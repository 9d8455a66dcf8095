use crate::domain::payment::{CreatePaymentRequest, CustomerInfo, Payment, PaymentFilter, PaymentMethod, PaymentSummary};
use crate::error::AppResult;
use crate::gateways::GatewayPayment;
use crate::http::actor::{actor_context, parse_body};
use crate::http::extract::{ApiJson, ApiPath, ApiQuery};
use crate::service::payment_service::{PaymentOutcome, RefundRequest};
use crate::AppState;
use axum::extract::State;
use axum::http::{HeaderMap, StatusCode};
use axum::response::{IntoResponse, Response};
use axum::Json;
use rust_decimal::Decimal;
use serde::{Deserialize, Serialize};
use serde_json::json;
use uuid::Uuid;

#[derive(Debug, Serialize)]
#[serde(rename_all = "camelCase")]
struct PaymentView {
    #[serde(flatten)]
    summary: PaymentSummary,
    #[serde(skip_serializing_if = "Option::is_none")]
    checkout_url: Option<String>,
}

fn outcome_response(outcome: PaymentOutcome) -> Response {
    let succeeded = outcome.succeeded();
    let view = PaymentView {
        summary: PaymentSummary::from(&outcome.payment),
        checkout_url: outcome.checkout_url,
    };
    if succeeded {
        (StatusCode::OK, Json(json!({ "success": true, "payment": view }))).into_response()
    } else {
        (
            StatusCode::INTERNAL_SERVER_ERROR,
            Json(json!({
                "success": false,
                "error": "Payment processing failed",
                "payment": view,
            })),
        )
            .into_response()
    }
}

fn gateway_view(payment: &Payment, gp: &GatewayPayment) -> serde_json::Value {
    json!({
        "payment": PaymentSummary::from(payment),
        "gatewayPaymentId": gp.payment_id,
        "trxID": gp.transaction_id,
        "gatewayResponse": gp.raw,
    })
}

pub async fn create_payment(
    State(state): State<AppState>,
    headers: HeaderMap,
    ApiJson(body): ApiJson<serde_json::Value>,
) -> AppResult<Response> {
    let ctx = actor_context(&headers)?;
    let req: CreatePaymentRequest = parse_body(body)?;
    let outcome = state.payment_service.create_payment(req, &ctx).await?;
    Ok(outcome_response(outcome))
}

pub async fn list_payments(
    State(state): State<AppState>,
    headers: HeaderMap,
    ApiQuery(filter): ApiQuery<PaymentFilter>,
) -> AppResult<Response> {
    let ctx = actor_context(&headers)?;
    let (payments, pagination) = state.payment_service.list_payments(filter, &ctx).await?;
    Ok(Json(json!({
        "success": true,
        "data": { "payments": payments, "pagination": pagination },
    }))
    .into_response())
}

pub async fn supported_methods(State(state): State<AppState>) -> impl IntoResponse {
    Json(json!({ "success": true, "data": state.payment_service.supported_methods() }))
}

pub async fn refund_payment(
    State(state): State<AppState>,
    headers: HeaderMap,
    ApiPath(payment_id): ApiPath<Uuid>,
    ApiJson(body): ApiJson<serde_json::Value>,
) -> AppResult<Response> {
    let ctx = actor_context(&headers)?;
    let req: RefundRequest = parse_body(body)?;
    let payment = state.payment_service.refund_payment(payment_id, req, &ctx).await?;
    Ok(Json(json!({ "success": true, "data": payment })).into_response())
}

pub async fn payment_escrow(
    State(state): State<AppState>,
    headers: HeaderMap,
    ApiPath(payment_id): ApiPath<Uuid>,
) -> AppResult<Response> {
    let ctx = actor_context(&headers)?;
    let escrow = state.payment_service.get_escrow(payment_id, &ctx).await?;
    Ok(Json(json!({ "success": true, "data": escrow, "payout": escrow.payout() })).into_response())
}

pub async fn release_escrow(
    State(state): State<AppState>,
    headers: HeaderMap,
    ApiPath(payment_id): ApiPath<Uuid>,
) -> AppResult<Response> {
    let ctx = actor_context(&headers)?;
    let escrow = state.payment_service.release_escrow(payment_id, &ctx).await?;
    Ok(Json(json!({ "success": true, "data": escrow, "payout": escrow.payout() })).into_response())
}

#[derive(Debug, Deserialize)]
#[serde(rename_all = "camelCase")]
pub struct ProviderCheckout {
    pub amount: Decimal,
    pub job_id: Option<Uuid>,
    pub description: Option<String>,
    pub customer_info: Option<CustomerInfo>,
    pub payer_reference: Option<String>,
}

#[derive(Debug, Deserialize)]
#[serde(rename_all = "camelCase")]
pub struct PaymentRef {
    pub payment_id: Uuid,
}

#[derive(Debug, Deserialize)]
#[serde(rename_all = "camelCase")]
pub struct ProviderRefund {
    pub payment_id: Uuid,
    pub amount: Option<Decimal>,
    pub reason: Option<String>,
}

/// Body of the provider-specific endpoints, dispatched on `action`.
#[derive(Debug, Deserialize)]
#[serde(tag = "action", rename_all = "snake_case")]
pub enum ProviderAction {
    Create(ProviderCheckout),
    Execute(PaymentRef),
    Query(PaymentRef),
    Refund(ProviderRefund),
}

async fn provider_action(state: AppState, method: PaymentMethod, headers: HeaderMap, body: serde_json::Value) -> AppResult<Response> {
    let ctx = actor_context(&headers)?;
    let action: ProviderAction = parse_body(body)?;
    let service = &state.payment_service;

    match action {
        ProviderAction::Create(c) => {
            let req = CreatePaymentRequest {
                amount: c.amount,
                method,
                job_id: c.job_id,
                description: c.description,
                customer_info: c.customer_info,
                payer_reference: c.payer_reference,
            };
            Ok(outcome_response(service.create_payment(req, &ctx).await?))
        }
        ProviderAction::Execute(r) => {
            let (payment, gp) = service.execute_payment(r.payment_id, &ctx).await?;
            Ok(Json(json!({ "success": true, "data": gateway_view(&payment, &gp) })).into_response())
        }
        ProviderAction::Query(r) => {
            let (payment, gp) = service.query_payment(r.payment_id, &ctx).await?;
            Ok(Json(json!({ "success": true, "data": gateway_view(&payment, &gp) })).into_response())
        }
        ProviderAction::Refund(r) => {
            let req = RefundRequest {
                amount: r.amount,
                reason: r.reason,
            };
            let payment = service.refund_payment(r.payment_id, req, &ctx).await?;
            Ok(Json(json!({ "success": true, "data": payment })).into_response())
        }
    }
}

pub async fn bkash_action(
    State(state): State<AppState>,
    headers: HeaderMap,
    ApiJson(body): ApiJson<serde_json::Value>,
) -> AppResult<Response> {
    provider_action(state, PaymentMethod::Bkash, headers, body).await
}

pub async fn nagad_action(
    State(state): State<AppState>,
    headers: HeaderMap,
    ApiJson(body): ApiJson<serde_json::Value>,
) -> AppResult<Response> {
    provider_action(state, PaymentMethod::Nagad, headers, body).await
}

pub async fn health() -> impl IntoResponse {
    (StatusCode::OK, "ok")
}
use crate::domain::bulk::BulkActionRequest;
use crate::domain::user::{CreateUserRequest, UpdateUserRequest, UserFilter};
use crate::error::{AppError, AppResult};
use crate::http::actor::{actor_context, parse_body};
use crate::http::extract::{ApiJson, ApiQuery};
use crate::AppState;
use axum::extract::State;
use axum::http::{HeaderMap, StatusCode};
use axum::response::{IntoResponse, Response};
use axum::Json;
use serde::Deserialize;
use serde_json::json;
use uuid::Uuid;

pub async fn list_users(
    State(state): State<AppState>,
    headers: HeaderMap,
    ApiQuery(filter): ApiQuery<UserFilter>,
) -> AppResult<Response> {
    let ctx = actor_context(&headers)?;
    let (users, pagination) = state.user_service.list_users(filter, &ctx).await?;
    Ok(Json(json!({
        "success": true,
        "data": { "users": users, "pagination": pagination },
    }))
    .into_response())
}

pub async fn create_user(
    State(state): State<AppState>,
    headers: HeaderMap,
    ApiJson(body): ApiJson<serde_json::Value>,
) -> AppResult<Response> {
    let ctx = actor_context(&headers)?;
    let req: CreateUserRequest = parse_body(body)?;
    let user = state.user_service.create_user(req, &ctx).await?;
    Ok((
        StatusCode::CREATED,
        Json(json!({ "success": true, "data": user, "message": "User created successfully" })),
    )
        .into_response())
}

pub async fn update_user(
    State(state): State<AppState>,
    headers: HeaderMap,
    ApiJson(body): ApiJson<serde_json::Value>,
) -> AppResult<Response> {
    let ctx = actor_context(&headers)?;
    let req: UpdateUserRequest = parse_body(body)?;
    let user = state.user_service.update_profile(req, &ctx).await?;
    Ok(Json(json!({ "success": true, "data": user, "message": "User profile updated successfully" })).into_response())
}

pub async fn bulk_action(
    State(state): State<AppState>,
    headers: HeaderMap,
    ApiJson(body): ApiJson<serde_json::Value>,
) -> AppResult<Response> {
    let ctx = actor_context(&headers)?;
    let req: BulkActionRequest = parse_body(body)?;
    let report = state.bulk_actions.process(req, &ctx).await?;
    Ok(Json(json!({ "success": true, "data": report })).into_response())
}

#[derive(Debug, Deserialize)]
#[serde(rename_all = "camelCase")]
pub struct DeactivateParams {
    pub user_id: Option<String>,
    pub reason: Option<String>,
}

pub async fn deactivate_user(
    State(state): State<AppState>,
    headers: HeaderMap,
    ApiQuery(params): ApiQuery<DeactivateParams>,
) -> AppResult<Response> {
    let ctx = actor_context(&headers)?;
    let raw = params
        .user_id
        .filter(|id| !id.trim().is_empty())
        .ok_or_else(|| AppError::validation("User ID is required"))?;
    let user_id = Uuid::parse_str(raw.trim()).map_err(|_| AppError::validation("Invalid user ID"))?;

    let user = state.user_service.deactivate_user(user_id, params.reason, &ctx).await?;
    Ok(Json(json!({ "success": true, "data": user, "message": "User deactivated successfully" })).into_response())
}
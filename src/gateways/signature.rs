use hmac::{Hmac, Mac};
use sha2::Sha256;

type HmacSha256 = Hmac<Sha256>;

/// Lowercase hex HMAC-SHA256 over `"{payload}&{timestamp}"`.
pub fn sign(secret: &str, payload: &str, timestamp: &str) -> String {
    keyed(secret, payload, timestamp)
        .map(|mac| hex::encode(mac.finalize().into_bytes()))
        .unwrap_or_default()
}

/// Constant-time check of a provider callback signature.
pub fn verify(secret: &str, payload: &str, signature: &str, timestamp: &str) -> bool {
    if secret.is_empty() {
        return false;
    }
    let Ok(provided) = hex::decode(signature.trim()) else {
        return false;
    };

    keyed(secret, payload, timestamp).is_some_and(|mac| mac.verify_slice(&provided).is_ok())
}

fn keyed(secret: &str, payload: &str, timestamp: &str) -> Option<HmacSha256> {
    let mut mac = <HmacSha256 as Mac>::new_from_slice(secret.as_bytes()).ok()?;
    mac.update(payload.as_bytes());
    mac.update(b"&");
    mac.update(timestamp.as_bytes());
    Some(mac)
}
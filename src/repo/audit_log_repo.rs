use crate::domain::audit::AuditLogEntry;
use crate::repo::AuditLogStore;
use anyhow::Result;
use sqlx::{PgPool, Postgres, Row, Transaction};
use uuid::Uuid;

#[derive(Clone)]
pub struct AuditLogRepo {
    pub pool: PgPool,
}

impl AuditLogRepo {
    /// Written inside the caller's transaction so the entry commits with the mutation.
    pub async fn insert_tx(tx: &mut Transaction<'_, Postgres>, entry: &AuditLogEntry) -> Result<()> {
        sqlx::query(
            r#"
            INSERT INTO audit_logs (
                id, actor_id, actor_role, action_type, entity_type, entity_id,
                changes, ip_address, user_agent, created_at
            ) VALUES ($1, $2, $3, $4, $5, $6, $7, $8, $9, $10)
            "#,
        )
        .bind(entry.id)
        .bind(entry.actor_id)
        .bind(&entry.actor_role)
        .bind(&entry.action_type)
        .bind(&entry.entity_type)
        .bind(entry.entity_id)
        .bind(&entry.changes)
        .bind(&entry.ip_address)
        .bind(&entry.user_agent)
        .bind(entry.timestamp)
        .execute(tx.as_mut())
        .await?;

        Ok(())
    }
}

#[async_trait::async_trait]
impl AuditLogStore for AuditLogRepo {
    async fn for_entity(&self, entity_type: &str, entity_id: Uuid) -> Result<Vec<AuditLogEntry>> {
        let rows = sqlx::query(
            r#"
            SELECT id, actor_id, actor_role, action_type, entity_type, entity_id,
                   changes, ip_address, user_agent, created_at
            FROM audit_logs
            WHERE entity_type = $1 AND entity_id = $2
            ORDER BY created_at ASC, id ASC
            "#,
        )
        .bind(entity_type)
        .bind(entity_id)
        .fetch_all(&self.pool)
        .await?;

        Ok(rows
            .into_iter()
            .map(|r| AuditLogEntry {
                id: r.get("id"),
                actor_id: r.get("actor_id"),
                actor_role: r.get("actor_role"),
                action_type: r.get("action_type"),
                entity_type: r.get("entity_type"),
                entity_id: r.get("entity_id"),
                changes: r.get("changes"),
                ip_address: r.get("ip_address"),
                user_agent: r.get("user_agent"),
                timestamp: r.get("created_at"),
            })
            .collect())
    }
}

Task goal
Copy each line in the entries above where the word "reason" shows up.

Exercise response
    pub reason: Option<String>,
                reason: r.reason,
    pub reason: Option<String>,
    let user = state.user_service.deactivate_user(user_id, params.reason, &ctx).await?;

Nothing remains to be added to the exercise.